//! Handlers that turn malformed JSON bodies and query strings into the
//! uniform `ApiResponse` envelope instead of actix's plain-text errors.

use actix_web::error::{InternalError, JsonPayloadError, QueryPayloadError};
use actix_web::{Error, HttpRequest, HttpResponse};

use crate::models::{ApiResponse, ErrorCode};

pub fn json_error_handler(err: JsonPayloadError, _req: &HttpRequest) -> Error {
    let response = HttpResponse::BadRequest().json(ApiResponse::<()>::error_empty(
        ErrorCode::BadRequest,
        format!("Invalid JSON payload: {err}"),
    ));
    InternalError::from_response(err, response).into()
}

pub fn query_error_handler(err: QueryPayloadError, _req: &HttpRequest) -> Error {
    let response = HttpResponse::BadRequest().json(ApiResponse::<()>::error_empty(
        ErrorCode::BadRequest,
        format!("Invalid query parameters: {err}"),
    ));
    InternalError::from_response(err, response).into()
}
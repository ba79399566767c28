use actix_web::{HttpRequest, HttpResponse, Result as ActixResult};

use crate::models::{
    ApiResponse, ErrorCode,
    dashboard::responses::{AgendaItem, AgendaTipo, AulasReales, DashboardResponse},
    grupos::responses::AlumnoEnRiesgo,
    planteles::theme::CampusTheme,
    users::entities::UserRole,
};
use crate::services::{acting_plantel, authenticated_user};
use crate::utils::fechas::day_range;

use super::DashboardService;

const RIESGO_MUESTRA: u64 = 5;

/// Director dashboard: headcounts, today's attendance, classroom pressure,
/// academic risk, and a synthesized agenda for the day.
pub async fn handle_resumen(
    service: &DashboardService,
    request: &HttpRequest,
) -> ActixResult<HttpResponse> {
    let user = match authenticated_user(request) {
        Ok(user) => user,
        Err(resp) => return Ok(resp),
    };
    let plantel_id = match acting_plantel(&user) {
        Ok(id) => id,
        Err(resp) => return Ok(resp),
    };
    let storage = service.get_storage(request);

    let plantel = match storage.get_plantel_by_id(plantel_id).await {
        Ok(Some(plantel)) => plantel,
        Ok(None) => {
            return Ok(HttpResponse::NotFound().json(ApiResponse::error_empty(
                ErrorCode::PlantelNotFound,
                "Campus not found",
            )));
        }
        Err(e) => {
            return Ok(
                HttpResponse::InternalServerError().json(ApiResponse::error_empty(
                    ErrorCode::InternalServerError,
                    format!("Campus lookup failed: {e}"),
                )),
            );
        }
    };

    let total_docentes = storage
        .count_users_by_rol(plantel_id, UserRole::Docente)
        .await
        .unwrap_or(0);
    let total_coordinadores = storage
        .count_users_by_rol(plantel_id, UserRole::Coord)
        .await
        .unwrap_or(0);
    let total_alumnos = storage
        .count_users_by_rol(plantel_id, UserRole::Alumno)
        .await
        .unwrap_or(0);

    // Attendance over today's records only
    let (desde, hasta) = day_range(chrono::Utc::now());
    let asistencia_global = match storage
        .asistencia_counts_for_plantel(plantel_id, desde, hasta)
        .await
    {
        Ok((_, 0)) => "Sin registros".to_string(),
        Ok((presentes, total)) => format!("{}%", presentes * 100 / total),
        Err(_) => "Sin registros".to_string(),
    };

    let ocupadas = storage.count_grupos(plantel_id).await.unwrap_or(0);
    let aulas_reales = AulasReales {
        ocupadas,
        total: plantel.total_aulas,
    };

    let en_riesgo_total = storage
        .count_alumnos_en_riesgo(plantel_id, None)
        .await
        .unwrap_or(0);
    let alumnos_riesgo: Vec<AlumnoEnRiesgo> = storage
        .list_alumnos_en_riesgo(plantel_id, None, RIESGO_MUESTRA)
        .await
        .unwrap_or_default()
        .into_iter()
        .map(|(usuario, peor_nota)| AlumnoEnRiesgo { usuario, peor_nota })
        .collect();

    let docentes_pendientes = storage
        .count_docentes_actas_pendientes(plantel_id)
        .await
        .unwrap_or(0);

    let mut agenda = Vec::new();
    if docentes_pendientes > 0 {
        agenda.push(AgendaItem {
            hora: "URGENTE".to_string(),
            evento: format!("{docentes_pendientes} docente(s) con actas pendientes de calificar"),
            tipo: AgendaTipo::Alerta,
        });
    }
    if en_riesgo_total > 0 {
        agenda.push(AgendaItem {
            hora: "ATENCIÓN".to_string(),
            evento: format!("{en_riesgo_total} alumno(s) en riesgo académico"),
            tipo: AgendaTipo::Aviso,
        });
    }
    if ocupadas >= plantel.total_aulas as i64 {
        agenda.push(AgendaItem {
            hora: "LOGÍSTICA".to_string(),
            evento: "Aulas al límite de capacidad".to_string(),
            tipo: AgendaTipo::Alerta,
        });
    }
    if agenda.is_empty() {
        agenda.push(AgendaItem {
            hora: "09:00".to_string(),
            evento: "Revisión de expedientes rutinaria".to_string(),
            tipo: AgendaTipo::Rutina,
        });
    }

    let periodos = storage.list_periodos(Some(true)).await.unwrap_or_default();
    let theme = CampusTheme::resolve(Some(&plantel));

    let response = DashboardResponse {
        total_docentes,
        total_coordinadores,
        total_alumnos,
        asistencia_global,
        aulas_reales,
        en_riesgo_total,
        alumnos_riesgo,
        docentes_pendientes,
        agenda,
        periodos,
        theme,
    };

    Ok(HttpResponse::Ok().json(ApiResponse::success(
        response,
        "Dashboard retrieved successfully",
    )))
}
☆ ☆ ☆ ☆ ☆ ☆ ☆
Out of the records, collect only those lines that contain the string "CampusTheme".

**Answer section**
    planteles::theme::CampusTheme,
    let theme = CampusTheme::resolve(Some(&plantel));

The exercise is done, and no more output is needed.